EXERCISE PROMPT: Return, from the data that follows, each line that holds the word "axum".

** SUPPLIED DATA follows **

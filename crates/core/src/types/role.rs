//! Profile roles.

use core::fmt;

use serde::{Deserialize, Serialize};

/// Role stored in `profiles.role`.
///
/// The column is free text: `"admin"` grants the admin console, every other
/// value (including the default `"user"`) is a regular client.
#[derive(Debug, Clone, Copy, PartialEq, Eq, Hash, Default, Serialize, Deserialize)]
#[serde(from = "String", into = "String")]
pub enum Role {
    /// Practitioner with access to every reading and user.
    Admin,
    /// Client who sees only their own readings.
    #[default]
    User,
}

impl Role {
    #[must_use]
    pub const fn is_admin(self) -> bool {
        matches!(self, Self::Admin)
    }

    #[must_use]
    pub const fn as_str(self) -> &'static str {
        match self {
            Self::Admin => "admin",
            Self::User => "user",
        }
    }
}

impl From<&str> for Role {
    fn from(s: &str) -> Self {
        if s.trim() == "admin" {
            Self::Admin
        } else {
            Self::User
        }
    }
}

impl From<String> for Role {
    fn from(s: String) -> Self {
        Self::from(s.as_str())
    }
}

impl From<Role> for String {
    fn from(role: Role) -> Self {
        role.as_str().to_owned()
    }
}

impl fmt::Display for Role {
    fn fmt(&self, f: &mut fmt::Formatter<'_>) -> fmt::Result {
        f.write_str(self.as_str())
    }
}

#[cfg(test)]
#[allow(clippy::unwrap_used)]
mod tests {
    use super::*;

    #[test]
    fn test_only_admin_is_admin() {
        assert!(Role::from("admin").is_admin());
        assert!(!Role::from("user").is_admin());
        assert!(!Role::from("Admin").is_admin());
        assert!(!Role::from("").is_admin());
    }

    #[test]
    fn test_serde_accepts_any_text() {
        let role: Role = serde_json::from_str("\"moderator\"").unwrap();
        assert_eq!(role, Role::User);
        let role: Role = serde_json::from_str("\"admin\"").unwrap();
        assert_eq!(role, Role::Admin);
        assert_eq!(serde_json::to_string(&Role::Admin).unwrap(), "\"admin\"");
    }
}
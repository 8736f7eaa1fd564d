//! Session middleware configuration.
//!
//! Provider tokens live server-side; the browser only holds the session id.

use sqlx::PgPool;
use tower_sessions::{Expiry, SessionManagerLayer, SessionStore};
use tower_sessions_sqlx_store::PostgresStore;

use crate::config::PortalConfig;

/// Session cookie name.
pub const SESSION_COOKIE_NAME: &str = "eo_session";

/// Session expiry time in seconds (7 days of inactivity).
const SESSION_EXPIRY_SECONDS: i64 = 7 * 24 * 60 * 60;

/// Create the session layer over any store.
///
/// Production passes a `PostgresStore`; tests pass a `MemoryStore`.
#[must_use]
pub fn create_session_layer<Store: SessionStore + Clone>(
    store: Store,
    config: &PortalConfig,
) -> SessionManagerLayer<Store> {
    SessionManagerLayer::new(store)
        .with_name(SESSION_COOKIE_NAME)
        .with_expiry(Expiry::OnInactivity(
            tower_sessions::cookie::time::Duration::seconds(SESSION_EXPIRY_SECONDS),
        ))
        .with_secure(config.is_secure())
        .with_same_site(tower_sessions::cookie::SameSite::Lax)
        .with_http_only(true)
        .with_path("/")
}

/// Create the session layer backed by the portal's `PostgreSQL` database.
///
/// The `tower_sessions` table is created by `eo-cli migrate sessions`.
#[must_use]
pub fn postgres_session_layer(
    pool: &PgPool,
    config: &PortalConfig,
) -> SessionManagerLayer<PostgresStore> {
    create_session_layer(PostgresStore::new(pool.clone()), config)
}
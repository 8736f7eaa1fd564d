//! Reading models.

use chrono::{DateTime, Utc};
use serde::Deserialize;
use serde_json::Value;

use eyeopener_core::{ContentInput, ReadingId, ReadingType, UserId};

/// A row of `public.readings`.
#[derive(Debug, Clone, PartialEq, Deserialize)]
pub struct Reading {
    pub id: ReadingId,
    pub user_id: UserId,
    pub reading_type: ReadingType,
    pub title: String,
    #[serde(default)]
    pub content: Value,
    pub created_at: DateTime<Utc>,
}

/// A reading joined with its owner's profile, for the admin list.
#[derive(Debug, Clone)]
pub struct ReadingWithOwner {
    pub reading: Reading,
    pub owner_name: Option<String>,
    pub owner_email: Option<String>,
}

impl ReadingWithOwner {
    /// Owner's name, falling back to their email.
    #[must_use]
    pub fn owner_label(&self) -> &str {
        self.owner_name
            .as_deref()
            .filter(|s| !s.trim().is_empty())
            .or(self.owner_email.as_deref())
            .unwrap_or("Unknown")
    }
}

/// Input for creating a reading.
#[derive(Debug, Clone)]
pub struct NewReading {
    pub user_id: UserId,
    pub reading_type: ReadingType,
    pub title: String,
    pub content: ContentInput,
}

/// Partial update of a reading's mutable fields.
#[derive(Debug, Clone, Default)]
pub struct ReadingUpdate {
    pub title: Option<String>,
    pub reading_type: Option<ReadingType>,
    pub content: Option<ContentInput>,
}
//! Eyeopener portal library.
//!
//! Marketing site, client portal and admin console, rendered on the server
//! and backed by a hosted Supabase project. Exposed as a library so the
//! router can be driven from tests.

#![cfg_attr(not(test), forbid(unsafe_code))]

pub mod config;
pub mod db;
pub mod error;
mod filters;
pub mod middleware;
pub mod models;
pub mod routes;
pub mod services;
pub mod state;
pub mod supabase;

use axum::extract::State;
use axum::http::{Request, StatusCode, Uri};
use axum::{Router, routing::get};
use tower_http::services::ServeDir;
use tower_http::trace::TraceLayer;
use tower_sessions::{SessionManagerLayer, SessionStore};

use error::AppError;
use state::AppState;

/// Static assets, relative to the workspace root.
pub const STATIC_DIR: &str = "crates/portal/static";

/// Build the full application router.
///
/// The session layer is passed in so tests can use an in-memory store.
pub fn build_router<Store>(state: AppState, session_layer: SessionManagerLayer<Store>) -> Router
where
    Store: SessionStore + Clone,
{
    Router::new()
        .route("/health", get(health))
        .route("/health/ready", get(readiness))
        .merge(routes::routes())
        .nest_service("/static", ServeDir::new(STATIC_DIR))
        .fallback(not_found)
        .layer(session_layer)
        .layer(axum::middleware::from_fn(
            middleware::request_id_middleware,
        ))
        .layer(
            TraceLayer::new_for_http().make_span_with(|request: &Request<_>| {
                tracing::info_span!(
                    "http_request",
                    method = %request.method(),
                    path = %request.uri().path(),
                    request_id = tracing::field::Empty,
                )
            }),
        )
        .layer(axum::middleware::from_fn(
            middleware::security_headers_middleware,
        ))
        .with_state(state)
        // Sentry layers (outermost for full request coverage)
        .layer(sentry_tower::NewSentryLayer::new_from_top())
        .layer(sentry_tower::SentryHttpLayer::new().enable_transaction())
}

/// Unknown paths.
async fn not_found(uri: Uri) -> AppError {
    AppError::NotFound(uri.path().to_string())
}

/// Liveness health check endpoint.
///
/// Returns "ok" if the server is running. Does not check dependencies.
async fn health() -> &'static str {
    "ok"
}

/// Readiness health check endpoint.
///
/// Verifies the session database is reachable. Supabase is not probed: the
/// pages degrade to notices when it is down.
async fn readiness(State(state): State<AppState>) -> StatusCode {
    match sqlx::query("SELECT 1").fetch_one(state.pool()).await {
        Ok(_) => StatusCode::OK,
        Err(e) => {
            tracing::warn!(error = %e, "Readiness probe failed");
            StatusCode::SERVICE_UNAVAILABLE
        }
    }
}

** End of SUPPLIED DATA **

THE COMPLETED TASK:
use axum::extract::State;
use axum::http::{Request, StatusCode, Uri};
use axum::{Router, routing::get};
        .layer(axum::middleware::from_fn(
        .layer(axum::middleware::from_fn(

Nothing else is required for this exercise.